## Task details
Below are entries; output exactly the lines from the one with "for one comparison run." to the one with "receiving driver files.", both included, and nothing else.

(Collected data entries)
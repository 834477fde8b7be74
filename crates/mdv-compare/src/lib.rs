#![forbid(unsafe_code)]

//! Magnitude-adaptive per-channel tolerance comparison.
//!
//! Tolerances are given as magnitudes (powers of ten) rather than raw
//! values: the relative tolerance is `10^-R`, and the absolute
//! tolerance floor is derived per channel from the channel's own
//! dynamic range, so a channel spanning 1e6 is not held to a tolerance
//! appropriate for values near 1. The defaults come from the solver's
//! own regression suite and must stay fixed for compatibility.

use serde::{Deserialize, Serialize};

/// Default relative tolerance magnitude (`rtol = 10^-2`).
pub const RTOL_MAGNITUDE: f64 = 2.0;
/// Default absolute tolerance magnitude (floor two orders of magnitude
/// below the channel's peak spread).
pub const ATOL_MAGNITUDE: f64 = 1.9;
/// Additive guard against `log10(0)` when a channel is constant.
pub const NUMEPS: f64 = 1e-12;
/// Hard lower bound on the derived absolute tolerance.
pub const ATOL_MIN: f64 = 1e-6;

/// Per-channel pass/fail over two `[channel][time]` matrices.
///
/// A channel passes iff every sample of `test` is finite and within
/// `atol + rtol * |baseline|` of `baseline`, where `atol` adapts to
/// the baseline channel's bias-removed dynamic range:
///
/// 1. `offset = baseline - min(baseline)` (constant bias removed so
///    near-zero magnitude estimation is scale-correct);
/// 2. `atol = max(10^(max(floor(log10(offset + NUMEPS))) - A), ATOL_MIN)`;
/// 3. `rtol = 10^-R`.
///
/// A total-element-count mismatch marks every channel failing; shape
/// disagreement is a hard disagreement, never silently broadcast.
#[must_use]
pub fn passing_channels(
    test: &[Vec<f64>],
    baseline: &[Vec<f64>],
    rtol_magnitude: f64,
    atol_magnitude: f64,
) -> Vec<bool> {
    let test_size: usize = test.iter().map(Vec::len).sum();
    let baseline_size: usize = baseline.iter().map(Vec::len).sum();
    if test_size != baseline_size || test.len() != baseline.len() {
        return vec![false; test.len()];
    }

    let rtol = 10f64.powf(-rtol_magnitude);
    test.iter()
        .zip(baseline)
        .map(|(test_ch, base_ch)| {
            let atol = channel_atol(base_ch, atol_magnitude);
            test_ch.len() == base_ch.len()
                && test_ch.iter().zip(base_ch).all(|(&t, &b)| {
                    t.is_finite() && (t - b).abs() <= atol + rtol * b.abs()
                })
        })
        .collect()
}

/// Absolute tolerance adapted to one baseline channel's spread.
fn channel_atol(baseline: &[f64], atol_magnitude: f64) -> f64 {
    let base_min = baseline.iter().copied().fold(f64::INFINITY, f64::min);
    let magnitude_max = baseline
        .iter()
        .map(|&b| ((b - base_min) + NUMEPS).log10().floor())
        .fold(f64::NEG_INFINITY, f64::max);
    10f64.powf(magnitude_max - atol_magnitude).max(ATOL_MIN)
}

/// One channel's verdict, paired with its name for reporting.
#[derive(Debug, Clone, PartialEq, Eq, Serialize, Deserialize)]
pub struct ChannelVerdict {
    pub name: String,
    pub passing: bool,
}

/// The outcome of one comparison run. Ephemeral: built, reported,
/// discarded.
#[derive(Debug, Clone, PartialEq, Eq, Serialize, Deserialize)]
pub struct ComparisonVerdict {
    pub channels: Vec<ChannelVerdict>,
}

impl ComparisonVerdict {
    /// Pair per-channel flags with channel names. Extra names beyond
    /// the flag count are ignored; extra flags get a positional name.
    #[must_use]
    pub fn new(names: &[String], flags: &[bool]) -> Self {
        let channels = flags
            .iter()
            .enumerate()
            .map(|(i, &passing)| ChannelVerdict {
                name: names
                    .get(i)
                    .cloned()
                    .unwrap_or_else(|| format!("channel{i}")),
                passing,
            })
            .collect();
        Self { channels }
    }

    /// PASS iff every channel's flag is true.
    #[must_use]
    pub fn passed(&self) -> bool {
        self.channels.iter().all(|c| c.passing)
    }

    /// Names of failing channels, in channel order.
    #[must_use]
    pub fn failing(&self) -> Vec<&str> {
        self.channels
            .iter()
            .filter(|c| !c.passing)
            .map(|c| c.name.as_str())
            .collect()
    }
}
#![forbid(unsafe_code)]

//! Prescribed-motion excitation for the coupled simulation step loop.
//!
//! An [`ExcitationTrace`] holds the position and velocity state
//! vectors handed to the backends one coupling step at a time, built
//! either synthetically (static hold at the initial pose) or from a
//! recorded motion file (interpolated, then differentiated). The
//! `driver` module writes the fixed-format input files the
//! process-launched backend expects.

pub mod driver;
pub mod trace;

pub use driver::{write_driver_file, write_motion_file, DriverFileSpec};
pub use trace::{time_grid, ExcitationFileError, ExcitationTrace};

---

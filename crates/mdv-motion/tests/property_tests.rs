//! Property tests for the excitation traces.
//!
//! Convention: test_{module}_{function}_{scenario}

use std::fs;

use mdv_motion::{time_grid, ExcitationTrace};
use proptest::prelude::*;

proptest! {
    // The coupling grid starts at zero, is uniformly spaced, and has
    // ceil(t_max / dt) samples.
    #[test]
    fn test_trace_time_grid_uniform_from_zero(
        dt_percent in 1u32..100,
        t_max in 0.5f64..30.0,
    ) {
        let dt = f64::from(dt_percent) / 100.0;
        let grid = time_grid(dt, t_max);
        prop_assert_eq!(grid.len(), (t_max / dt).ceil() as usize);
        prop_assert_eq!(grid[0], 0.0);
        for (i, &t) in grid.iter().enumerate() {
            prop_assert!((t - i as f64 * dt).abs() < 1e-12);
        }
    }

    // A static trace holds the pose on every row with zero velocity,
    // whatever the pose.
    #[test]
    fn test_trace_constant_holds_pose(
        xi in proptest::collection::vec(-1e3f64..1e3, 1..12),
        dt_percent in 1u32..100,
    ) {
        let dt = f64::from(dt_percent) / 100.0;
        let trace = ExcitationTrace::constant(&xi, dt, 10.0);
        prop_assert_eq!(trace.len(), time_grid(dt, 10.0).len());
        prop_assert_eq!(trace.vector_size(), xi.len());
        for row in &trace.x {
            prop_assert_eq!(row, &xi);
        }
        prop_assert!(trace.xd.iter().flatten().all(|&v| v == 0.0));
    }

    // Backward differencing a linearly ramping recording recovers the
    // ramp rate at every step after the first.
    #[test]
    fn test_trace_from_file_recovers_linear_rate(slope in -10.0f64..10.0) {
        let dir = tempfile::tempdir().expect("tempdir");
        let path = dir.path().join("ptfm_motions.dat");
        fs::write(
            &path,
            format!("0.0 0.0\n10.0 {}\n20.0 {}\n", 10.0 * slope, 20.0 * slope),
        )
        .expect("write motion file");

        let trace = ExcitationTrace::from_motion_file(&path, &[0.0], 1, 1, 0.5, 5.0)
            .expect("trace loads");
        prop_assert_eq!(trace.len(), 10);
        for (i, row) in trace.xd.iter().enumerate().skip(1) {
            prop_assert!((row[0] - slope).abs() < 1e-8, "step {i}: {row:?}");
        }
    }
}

* * *

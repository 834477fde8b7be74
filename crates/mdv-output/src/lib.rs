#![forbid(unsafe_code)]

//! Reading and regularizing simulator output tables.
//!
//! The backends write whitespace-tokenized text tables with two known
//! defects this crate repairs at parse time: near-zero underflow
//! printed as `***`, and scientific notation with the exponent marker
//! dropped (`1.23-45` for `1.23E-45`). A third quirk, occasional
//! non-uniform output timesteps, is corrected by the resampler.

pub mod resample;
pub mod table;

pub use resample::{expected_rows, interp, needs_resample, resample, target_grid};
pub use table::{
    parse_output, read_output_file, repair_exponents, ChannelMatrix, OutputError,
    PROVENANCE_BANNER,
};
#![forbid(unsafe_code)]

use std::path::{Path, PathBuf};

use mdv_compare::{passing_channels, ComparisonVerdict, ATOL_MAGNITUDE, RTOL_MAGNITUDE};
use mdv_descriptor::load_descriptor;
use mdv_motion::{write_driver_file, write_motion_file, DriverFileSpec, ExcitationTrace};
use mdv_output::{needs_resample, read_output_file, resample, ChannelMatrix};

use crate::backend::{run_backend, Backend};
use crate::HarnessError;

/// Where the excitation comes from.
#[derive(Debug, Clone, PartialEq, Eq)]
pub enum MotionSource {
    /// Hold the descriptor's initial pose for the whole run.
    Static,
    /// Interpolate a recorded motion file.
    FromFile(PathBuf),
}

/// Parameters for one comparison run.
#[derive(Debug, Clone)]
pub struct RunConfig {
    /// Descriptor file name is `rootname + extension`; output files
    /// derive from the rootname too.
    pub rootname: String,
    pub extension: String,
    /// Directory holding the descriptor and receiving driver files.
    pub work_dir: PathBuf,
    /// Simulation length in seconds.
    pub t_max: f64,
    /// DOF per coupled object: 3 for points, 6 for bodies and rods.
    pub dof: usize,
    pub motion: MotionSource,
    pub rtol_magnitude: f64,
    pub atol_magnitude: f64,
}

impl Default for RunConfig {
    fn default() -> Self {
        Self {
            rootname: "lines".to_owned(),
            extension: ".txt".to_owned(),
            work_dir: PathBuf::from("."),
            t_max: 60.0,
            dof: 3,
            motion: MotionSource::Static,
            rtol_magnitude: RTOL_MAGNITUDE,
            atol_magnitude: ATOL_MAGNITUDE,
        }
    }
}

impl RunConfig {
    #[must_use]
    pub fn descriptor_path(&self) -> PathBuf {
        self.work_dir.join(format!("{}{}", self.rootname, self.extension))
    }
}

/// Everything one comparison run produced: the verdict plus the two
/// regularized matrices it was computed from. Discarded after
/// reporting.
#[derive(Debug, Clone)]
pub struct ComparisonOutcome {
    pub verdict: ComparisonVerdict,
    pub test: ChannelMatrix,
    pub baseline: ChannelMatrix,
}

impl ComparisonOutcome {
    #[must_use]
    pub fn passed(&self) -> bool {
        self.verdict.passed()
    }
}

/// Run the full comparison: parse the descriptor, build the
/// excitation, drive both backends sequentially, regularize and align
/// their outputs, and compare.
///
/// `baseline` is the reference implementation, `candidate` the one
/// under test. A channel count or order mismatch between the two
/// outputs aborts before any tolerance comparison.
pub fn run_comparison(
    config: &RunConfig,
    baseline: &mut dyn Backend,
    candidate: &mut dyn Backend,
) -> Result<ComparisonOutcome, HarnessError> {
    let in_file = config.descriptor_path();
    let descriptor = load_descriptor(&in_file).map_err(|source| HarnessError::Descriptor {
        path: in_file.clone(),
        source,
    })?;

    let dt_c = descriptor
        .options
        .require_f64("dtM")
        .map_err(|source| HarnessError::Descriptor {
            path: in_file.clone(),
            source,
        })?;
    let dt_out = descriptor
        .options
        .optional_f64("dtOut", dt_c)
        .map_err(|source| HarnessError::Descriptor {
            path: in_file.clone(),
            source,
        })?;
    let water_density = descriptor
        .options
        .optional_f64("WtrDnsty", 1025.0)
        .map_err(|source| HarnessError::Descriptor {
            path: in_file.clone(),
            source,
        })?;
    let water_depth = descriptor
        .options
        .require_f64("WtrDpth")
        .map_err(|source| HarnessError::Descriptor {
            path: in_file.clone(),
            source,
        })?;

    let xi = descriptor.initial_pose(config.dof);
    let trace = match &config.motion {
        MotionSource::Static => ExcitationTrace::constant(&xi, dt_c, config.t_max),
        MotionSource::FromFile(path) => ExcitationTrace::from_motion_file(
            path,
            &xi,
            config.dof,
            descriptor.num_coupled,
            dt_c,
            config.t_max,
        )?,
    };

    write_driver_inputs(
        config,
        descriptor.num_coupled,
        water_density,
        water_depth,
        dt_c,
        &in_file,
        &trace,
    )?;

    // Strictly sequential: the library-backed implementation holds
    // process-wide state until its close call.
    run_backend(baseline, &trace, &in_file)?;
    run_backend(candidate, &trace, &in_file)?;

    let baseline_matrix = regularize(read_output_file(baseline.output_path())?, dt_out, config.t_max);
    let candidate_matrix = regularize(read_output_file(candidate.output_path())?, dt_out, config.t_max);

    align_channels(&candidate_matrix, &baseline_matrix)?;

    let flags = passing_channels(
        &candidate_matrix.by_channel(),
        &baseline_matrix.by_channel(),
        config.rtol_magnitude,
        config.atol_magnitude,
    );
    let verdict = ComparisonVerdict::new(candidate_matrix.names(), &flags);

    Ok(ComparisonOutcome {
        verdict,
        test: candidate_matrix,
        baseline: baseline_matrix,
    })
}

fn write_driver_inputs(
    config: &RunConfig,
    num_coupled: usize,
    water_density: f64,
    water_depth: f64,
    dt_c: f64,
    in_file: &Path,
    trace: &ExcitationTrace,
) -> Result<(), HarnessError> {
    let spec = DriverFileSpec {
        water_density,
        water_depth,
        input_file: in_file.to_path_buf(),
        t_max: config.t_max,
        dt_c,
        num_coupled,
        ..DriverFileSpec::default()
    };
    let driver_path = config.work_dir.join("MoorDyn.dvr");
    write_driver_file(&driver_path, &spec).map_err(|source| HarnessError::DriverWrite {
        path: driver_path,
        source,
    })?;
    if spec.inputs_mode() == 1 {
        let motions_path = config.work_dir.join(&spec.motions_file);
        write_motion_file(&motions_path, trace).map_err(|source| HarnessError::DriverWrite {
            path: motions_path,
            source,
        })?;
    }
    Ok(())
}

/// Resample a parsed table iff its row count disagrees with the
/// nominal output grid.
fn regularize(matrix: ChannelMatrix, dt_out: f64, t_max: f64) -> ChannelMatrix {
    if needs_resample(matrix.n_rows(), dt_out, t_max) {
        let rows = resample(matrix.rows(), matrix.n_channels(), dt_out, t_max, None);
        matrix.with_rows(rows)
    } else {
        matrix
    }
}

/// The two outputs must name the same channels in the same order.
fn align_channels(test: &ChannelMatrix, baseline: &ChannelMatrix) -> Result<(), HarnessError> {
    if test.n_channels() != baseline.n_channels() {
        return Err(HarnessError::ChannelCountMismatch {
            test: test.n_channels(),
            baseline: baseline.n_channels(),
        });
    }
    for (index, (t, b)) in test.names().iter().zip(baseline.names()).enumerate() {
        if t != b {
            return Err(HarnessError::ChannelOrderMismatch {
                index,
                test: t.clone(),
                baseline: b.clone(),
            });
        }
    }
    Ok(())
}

## Exercise answer
/// Parameters for one comparison run.
#[derive(Debug, Clone)]
pub struct RunConfig {
    /// Descriptor file name is `rootname + extension`; output files
    /// derive from the rootname too.
    pub rootname: String,
    pub extension: String,
    /// Directory holding the descriptor and receiving driver files.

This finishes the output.